Copy each record exactly, word for word.

• [Records to use]
+++

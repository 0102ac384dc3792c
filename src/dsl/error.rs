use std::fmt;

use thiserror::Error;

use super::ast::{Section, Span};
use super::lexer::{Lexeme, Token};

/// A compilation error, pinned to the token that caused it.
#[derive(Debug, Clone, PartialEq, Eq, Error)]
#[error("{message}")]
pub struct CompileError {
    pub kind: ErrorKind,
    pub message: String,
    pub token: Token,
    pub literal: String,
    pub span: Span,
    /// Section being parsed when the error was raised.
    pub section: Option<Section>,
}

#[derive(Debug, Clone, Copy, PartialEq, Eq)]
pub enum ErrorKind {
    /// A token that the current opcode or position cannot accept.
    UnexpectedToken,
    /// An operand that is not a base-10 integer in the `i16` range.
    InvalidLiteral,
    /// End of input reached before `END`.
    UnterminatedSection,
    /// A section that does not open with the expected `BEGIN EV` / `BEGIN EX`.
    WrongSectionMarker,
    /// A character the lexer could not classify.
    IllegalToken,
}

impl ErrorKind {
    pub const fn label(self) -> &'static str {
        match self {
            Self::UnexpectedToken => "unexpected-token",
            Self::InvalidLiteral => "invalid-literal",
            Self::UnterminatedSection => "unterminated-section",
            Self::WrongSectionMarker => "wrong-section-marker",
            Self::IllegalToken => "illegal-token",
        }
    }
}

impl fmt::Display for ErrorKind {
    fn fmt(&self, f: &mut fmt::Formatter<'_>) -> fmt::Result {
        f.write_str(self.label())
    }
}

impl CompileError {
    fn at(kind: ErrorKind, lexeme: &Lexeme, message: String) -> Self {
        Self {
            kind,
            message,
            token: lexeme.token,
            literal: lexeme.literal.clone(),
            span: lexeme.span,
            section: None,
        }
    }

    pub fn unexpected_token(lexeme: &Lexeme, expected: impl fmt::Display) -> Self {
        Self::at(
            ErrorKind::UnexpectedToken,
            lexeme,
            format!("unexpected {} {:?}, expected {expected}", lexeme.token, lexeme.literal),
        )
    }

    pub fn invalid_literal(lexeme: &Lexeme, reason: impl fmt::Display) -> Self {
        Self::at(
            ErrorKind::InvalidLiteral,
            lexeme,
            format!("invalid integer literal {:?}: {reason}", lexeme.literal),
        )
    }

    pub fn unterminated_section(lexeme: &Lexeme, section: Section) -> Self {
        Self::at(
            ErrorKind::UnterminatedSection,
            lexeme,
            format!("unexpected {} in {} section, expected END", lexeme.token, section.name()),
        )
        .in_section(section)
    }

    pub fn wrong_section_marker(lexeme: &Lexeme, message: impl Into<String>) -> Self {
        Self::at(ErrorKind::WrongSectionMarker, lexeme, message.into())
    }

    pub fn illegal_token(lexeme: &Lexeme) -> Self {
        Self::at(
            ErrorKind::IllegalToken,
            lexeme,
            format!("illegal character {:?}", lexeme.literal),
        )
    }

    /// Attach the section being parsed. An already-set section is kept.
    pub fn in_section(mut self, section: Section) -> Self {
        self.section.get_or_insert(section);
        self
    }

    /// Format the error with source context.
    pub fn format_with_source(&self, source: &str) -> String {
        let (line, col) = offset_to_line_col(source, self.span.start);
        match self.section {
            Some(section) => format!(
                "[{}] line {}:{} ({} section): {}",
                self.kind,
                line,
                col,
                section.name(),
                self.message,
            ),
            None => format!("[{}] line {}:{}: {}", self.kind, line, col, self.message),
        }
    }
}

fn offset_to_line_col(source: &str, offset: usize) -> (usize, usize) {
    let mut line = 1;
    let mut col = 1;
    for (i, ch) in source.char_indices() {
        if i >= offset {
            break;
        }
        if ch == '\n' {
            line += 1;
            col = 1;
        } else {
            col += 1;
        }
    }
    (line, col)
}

+++

• [Response]
repository 0102ac384dc3792c
filename src/dsl/error.rs
use std::fmt;

use thiserror::Error;

use super::ast::{Section, Span};
use super::lexer::{Lexeme, Token};

/// A compilation error, pinned to the token that caused it.
#[derive(Debug, Clone, PartialEq, Eq, Error)]
#[error("{message}")]
pub struct CompileError {
    pub kind: ErrorKind,
    pub message: String,
    pub token: Token,
    pub literal: String,
    pub span: Span,
    /// Section being parsed when the error was raised.
    pub section: Option<Section>,
}

#[derive(Debug, Clone, Copy, PartialEq, Eq)]
pub enum ErrorKind {
    /// A token that the current opcode or position cannot accept.
    UnexpectedToken,
    /// An operand that is not a base-10 integer in the `i16` range.
    InvalidLiteral,
    /// End of input reached before `END`.
    UnterminatedSection,
    /// A section that does not open with the expected `BEGIN EV` / `BEGIN EX`.
    WrongSectionMarker,
    /// A character the lexer could not classify.
    IllegalToken,
}

impl ErrorKind {
    pub const fn label(self) -> &'static str {
        match self {
            Self::UnexpectedToken => "unexpected-token",
            Self::InvalidLiteral => "invalid-literal",
            Self::UnterminatedSection => "unterminated-section",
            Self::WrongSectionMarker => "wrong-section-marker",
            Self::IllegalToken => "illegal-token",
        }
    }
}

impl fmt::Display for ErrorKind {
    fn fmt(&self, f: &mut fmt::Formatter<'_>) -> fmt::Result {
        f.write_str(self.label())
    }
}

impl CompileError {
    fn at(kind: ErrorKind, lexeme: &Lexeme, message: String) -> Self {
        Self {
            kind,
            message,
            token: lexeme.token,
            literal: lexeme.literal.clone(),
            span: lexeme.span,
            section: None,
        }
    }

    pub fn unexpected_token(lexeme: &Lexeme, expected: impl fmt::Display) -> Self {
        Self::at(
            ErrorKind::UnexpectedToken,
            lexeme,
            format!("unexpected {} {:?}, expected {expected}", lexeme.token, lexeme.literal),
        )
    }

    pub fn invalid_literal(lexeme: &Lexeme, reason: impl fmt::Display) -> Self {
        Self::at(
            ErrorKind::InvalidLiteral,
            lexeme,
            format!("invalid integer literal {:?}: {reason}", lexeme.literal),
        )
    }

    pub fn unterminated_section(lexeme: &Lexeme, section: Section) -> Self {
        Self::at(
            ErrorKind::UnterminatedSection,
            lexeme,
            format!("unexpected {} in {} section, expected END", lexeme.token, section.name()),
        )
        .in_section(section)
    }

    pub fn wrong_section_marker(lexeme: &Lexeme, message: impl Into<String>) -> Self {
        Self::at(ErrorKind::WrongSectionMarker, lexeme, message.into())
    }

    pub fn illegal_token(lexeme: &Lexeme) -> Self {
        Self::at(
            ErrorKind::IllegalToken,
            lexeme,
            format!("illegal character {:?}", lexeme.literal),
        )
    }

    /// Attach the section being parsed. An already-set section is kept.
    pub fn in_section(mut self, section: Section) -> Self {
        self.section.get_or_insert(section);
        self
    }

    /// Format the error with source context.
    pub fn format_with_source(&self, source: &str) -> String {
        let (line, col) = offset_to_line_col(source, self.span.start);
        match self.section {
            Some(section) => format!(
                "[{}] line {}:{} ({} section): {}",
                self.kind,
                line,
                col,
                section.name(),
                self.message,
            ),
            None => format!("[{}] line {}:{}: {}", self.kind, line, col, self.message),
        }
    }
}

fn offset_to_line_col(source: &str, offset: usize) -> (usize, usize) {
    let mut line = 1;
    let mut col = 1;
    for (i, ch) in source.char_indices() {
        if i >= offset {
            break;
        }
        if ch == '\n' {
            line += 1;
            col = 1;
        } else {
            col += 1;
        }
    }
    (line, col)
}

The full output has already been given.